I stopped doing acupuncture after I was done with fertility treatments but started up again about a year ago. I just wanted to feel better and I was always concerned about the uterine fibroids that medical doctors said were harmless and were unwilling to do anything about. My acupuncturist said he could take care of them in 6 months. I was skeptical because my doctors said don’t ever just go away. They can be surgically removed, but will grow back because estrogen causes them, or they will shrink when estrogen is reduced (either through menopause or drugs that block estrogen production).

I gave acupuncture and Chinese herbs 6 months. After about 3 months, my periods became about 30% shorter and about 80% less painful. PMS was nonexistent. After six months I requested an ultrasound from my ob. The ultrasound only detected one fibroid tumor. My doctor swears that it must have been a bad ultrasound that didn’t detect the other fibroid because they do not go away on their own. I tend to have a different explanation.

I now tell everyone with chronic pain or a chronic condition to just try acupuncture. Give it six months. Just try. It could totally change your life, or you could just have a few relaxing naps. I am definitely a believer.
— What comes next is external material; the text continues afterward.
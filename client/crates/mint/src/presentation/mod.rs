//! Presentation Layer - Wire formats

pub mod dto;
When you read enough of Lara’s blog you unexpectedly come across her poetry. Nothing scares me more than an amateur poet and when I saw the first poem entry, I got nervous. Then I read it. Then I was ashamed of my cynical nature and impressed by her gift. I asked her if there was any particular poem she wanted to share for this project. She gave me four options. I chose two.

The Movement of the Heart

Like the first beat of the heart

After the damage has been done

Like the beauty of the sunrise

After the hurricaned night

The touch after the burn

The dance after the fall

And love…after the tragedy.

It’s the movement of the heart

Sublime and hesitant


And awkward

Taking to the dance floor

with steps so apprehensive

The movement of the heart

Forgiving and believing

Finding a way to fly 

Life as a Double Negative

I’ve always known I am a contradiction

Tonight I realized why.

I am a double negative.

Some people—most—understand my intention and meaning.
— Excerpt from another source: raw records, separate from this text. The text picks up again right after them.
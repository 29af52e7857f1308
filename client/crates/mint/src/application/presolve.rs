//! Presolve Use Case
//!
//! Solves a challenge ahead of the opening and appends it to the solution
//! log, so the submission can happen later in a separate run.

use crate::application::config::MintConfig;
use crate::application::request_challenge::RequestChallengeUseCase;
use crate::domain::entities::{MintReply, Reservation, Solution};
use crate::domain::repository::{MintGateway, SolutionRepository};
use crate::error::{MintError, MintResult};
use pow::{SearchControl, SolveChallengeUseCase, SolverConfig};
use std::sync::Arc;

/// Output of a presolve run
#[derive(Debug, Clone)]
pub enum PresolveOutcome {
    /// Solved and stored
    Stored(Solution),
    /// The server granted a reservation without a challenge
    Reserved(Reservation),
}

/// Presolve Use Case
pub struct PresolveUseCase<G, S>
where
    G: MintGateway,
    S: SolutionRepository,
{
    challenges: RequestChallengeUseCase<G>,
    store: Arc<S>,
    solver: SolveChallengeUseCase,
    config: Arc<MintConfig>,
}

impl<G, S> PresolveUseCase<G, S>
where
    G: MintGateway + Sync,
    S: SolutionRepository + Sync,
{
    pub fn new(gateway: Arc<G>, store: Arc<S>, config: Arc<MintConfig>, solver: Arc<SolverConfig>) -> Self {
        Self {
            challenges: RequestChallengeUseCase::new(gateway, Arc::clone(&config)),
            store,
            solver: SolveChallengeUseCase::new(solver),
            config,
        }
    }

    pub async fn execute(&self, label: &str, control: SearchControl) -> MintResult<PresolveOutcome> {
        self.config.validate()?;

        let challenge = match self.challenges.execute().await? {
            MintReply::Challenge(challenge) => challenge,
            MintReply::Reservation(reservation) => return Ok(PresolveOutcome::Reserved(reservation)),
        };

        let base = self.config.base_request();
        let solved = self
            .solver
            .execute(&challenge, base.identity.puzzle_identity(), control)
            .await?;

        let expires_at = challenge.expires_at();
        let solution = Solution::new(label, challenge, &base, solved.nonce);
        if solution.verify() != Some(true) {
            return Err(MintError::Solve(pow::PowError::Internal(format!(
                "nonce {} does not verify",
                solved.nonce
            ))));
        }
        self.store.append(&solution).await?;

        tracing::info!(
            label,
            nonce = %solved.nonce,
            attempts = solved.attempts,
            elapsed_ms = solved.elapsed.as_millis() as u64,
            expires_at = %expires_at,
            "Solution stored"
        );
        Ok(PresolveOutcome::Stored(solution))
    }
}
And there are those who cannot see past

the improper usage of grammar to recognize

that the true function of the arbitrary set of rules we call language

is to share ourselves with the surrounding world

All they see is that I cancel myself.

And into which category do I fall?

I am the ever-correcting critic

And I am the ever faithful romantic dreamer

And so I confuse myself.

I know not who I am or what I feel

I am always in nonexistence because I negate myself.

And that is life as a double negative.




2 responses

17 11 2011

Yay. I enjoyed the read and learned something.

17 11 2011
Scooping it up

SO cool! Nice to meet you Lara! R House was a blog that turned me on the importance of open adoption four years ago I think.